Using Project Air treatment guidelines for personality disorders
Use the links on the left to access the key information from the guidelines and all other resources you need at the click of a button.
- Develop trust with the young person by taking their experience seriously, managing your own emotions. Be aware of transference and countertransference issues that may arise and maintain clear boundaries. See Dr. Mary Emeleus speaking about transference and countertransference in primary care.
- Confirm the diagnosis - Diagnosis of borderline personality disorder is appropriate in young people under 18 years old if the symptoms cause significant interference with their daily functioning for at least 1 year, a diagnosis of Borderline Personality Disorder should only be made by specialist mental health professionals. If in doubt refer on or consult a specialist. More information about the evidence for assessing and treating BPD in adolescents is available here.
- Be aware of symptoms indicating possible borderline personality disorder.
- The SCID-5 can be used to guide a conversation about Borderline Personality Disorder symptoms to identify whether referral for a comprehensive assessment by an experienced mental health clinician is needed. Assess risk to self and others.
- Assess and treat co-occurring symptoms and note that substance use is often a co-occurring issue.
- Develop a BPD management plan including referral pathways that involve improvement of the young person’s social, occupational, interpersonal and psychological functioning. What do I do if I identify a high acute risk of suicide?
- Never assume a young person has borderline personality disorder based on self-harm.
- Be mindful of history-taking where trauma is present as it can be re-traumatising -be sensitive to whether obtaining details about adverse past experiences is necessary or appropriate at this point. Watch Dr Sandra Radovini speaking about taking a clinical history where trauma is suspected.
- Where there isn’t access to an experienced mental health clinician, seek psychiatric advice (use telepsychiatry if needed)

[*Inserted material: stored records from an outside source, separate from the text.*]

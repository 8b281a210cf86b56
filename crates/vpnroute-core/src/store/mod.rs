// # Route Store Implementations
//
// Implementations of the RouteStore trait that ship with the core. Stores
// backed by a real VPN server API live outside this crate and plug in via
// `StoreRegistry`.

pub mod memory;

pub use memory::{MemoryRouteStore, MemoryRouteStoreFactory};
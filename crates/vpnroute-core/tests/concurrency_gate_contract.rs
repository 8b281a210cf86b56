//! Contract Test: Concurrency Gate
//!
//! Constraints verified:
//! - Guard cycles on the same server never interleave
//! - Independent servers make progress in parallel under the per-server scope
//! - The global scope serializes every server
//! - Reads wait for an in-flight mutation on the same server
//! - No deadlock under concurrent load

mod common;

use common::*;
use std::time::Duration;
use tokio::time::timeout;
use vpnroute_core::traits::ServerStatus;
use vpnroute_core::{GateScope, ReconcilerConfig, RouteSpec};

const GUARD_CYCLE: [&str; 4] = ["get_server", "stop", "add", "start"];

#[tokio::test(flavor = "multi_thread", worker_threads = 4)]
async fn same_server_operations_are_totally_ordered() {
    let store = RecordingRouteStore::with_server(SERVER_ID, ServerStatus::Online).await;
    store.set_stop_delay(Duration::from_millis(10));
    let (reconciler, _rx) = reconciler(&store);

    let mut handles = Vec::new();
    for i in 0..8 {
        let reconciler = reconciler.clone();
        handles.push(tokio::spawn(async move {
            reconciler
                .create(&RouteSpec::new(SERVER_ID, format!("10.{}.0.0/16", i)))
                .await
        }));
    }

    timeout(Duration::from_secs(5), async {
        for handle in handles {
            handle.await.unwrap().expect("create succeeds");
        }
    })
    .await
    .expect("no deadlock");

    let log = store.log_for(SERVER_ID);
    assert_eq!(log.len(), 8 * GUARD_CYCLE.len());
    for cycle in log.chunks(GUARD_CYCLE.len()) {
        assert_eq!(cycle, GUARD_CYCLE, "guard cycles interleaved: {log:?}");
    }
    assert_eq!(store.inner().route_count(SERVER_ID).await, 8);
    assert_eq!(store.status(SERVER_ID).await, Some(ServerStatus::Online));
}

#[tokio::test(flavor = "multi_thread", worker_threads = 4)]
async fn different_servers_proceed_in_parallel() {
    let store = RecordingRouteStore::with_server(SERVER_ID, ServerStatus::Online).await;
    store.add_server(OTHER_SERVER_ID, ServerStatus::Online).await;
    store.set_stop_delay(Duration::from_millis(200));
    let (reconciler, _rx) = reconciler(&store);
    assert_eq!(reconciler.gate_scope(), GateScope::PerServer);

    let spec_a = RouteSpec::new(SERVER_ID, "10.1.0.0/16");
    let spec_b = RouteSpec::new(OTHER_SERVER_ID, "10.2.0.0/16");
    let a = reconciler.create(&spec_a);
    let b = reconciler.create(&spec_b);
    let (a, b) = timeout(Duration::from_secs(5), async { tokio::join!(a, b) })
        .await
        .expect("no deadlock");
    a.unwrap();
    b.unwrap();

    // both servers were read before either slow stop completed
    let log = store.log();
    let first_stop = log.iter().position(|e| e.starts_with("stop:")).unwrap();
    let reads_before_stop = log[..first_stop]
        .iter()
        .filter(|e| e.starts_with("get_server:"))
        .count();
    assert_eq!(reads_before_stop, 2, "servers were serialized: {log:?}");
}

#[tokio::test(flavor = "multi_thread", worker_threads = 4)]
async fn global_scope_serializes_all_servers() {
    let store = RecordingRouteStore::with_server(SERVER_ID, ServerStatus::Online).await;
    store.add_server(OTHER_SERVER_ID, ServerStatus::Online).await;
    store.set_stop_delay(Duration::from_millis(50));
    let (reconciler, _rx) = reconciler_with(
        &store,
        ReconcilerConfig::default().with_gate_scope(GateScope::Global),
    );

    let spec_a = RouteSpec::new(SERVER_ID, "10.1.0.0/16");
    let spec_b = RouteSpec::new(OTHER_SERVER_ID, "10.2.0.0/16");
    let a = reconciler.create(&spec_a);
    let b = reconciler.create(&spec_b);
    let (a, b) = timeout(Duration::from_secs(5), async { tokio::join!(a, b) })
        .await
        .expect("no deadlock");
    a.unwrap();
    b.unwrap();

    let log: Vec<String> = store
        .log()
        .into_iter()
        .map(|e| e.split(':').next().unwrap_or_default().to_string())
        .collect();
    let mut expected = GUARD_CYCLE.to_vec();
    expected.extend(GUARD_CYCLE);
    assert_eq!(log, expected);
}

#[tokio::test(flavor = "multi_thread", worker_threads = 4)]
async fn read_waits_for_in_flight_mutation() {
    let store = RecordingRouteStore::with_server(SERVER_ID, ServerStatus::Online).await;
    store.set_stop_delay(Duration::from_millis(200));
    let (reconciler, _rx) = reconciler(&store);

    let writer = reconciler.clone();
    let create = tokio::spawn(async move {
        writer
            .create(&RouteSpec::new(SERVER_ID, "10.1.0.0/16"))
            .await
    });

    tokio::time::sleep(Duration::from_millis(50)).await;
    let routes = timeout(Duration::from_secs(5), reconciler.list(SERVER_ID))
        .await
        .expect("no deadlock")
        .unwrap();

    // the list fetch happened after the guard cycle completed
    assert_eq!(routes.len(), 1);
    create.await.unwrap().unwrap();
    assert_eq!(
        store.log_for(SERVER_ID),
        vec!["get_server", "stop", "add", "start", "list"]
    );
}
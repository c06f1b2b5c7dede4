use sentinel_config::{log_scan_debug, log_scan_info, DEFAULT_TARGET_ID};

/// Integer key naming a minted token.
pub type TokenId = i64;

/// Decides whether derivatives of a token were found.
///
/// Implementations must be total: every id yields an answer.
pub trait Matcher {
    /// Short label used in logs.
    fn name(&self) -> &str {
        "custom"
    }

    fn is_match(&self, token_id: TokenId) -> bool;
}

impl<F> Matcher for F
where
    F: Fn(TokenId) -> bool,
{
    fn is_match(&self, token_id: TokenId) -> bool {
        self(token_id)
    }
}

/// Stub matcher: reports a match for exactly one target id.
#[derive(Debug, Clone, Copy, PartialEq, Eq)]
pub struct SentinelMatcher {
    target: TokenId,
}

impl SentinelMatcher {
    pub fn new(target: TokenId) -> Self {
        Self { target }
    }

    pub fn target(&self) -> TokenId {
        self.target
    }
}

impl Default for SentinelMatcher {
    fn default() -> Self {
        Self::new(DEFAULT_TARGET_ID)
    }
}

impl Matcher for SentinelMatcher {
    fn name(&self) -> &str {
        "sentinel"
    }

    fn is_match(&self, token_id: TokenId) -> bool {
        token_id == self.target
    }
}

/// Evaluate `matcher` for `token_id`, logging progress and any match.
pub fn scan(matcher: &dyn Matcher, token_id: TokenId) -> bool {
    log_scan_info!("Scanning for derivatives", token_id = token_id);
    log_scan_debug!("Using matcher", matcher = matcher.name());

    let found = matcher.is_match(token_id);
    if found {
        log_scan_info!("Match found!", token_id = token_id);
    }
    found
}

#[cfg(test)]
mod tests {
    use super::*;

    #[test]
    fn test_default_target_matches() {
        let matcher = SentinelMatcher::default();
        assert_eq!(matcher.target(), 2);
        assert!(scan(&matcher, 2));
    }

    #[test]
    fn test_other_ids_do_not_match() {
        let matcher = SentinelMatcher::default();
        for id in [
            TokenId::MIN,
            -2,
            -1,
            0,
            1,
            3,
            7,
            1_000_000,
            TokenId::MAX,
        ] {
            assert!(!scan(&matcher, id), "id {} should not match", id);
        }
    }

    #[test]
    fn test_custom_target() {
        let matcher = SentinelMatcher::new(7);
        assert!(matcher.is_match(7));
        assert!(!matcher.is_match(2));
    }

    #[test]
    fn test_closure_matcher() {
        let negative = |id: TokenId| id < 0;
        assert_eq!(Matcher::name(&negative), "custom");
        assert!(scan(&negative, -5));
        assert!(!scan(&negative, 5));
    }

    #[test]
    fn test_boxed_matcher() {
        let matchers: Vec<Box<dyn Matcher>> = vec![
            Box::new(SentinelMatcher::default()),
            Box::new(|id: TokenId| id > 100),
        ];
        let hits: Vec<bool> = matchers.iter().map(|m| m.is_match(2)).collect();
        assert_eq!(hits, vec![true, false]);
    }
}
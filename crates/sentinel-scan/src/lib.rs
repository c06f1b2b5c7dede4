//! # sentinel-scan
//!
//! Checks a minted token for derivatives and records the outcome in a single
//! JSON status file.
//!
//! A run is one call to [`scan`] followed by one [`StatusWriter::write`]. The
//! matcher is pluggable; [`SentinelMatcher`] is a stub that flags one fixed id.

mod error;
mod matcher;
mod status;

pub use error::{Result, ScanError};
pub use matcher::{scan, Matcher, SentinelMatcher, TokenId};
pub use status::{ScanStatus, StatusWriter};

/// Run the matcher against `token_id` and overwrite the status file with the result.
pub fn run_scan(
    matcher: &dyn Matcher,
    writer: &StatusWriter,
    token_id: TokenId,
) -> Result<ScanStatus> {
    let found = scan(matcher, token_id);
    writer.write(token_id, found)
}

- Include family and friends – provide information about diagnosis and treatment pathways and if risk is identified, develop a shared safety plan. Guidelines for developing a care plan, and a template of a care plan are available in the Project Air Strategy Guidelines.
- Psychoeducation around BPD should only be provided following a diagnosis and a diagnosis should always be supported by psychoeducation.
- GPs have a key role in helping a young person navigate the healthcare system.
- Where appropriate, and with consent, advise family and friends about helpful ways to interact with the young person. Provide family with referrals or information about support services related to BPD.
- Develop a safety management plan with young person and review it regularly.
- Ensure consistent messaging across care provision and check with young person when and with whom to share their BPD diagnosis (e.g. it may not be appropriate to include this information in a standard referral letter for a minor surgical procedure). Stigma by health professionals around BPD has been identified as a major issue affecting the care given to people with BPD and may need to be discussed with young person and their family.
Risk assessment should be undertaken at the following instances:
- when the person first contacts a health service
- when the person begins a course of structured psychological therapy
- when there is a clear change in mental state
- if the person develops another mental illness (e.g. a substance use disorder, depression or psychosis)
- if the person’s psychosocial status changes
- at transitions between services or discharge from a treatment plan
- when important relationships have broken down for the young person
- when the BPD management plan is being reviewed or altered
And should include:
- Assessment of risk of self-harm or suicide
- Assessment of risk-taking behaviour, including sexual behaviour
- Assessment of risk to others
- Risk assessment should aim to identify changes in:
- Patterns of suicidal or self-harm behaviours
- Co-occuring mental illness or substance use
- The person’s sources of psychosocial support
- The person’s mental state (identify depression, hopelessness and suicidal thoughts).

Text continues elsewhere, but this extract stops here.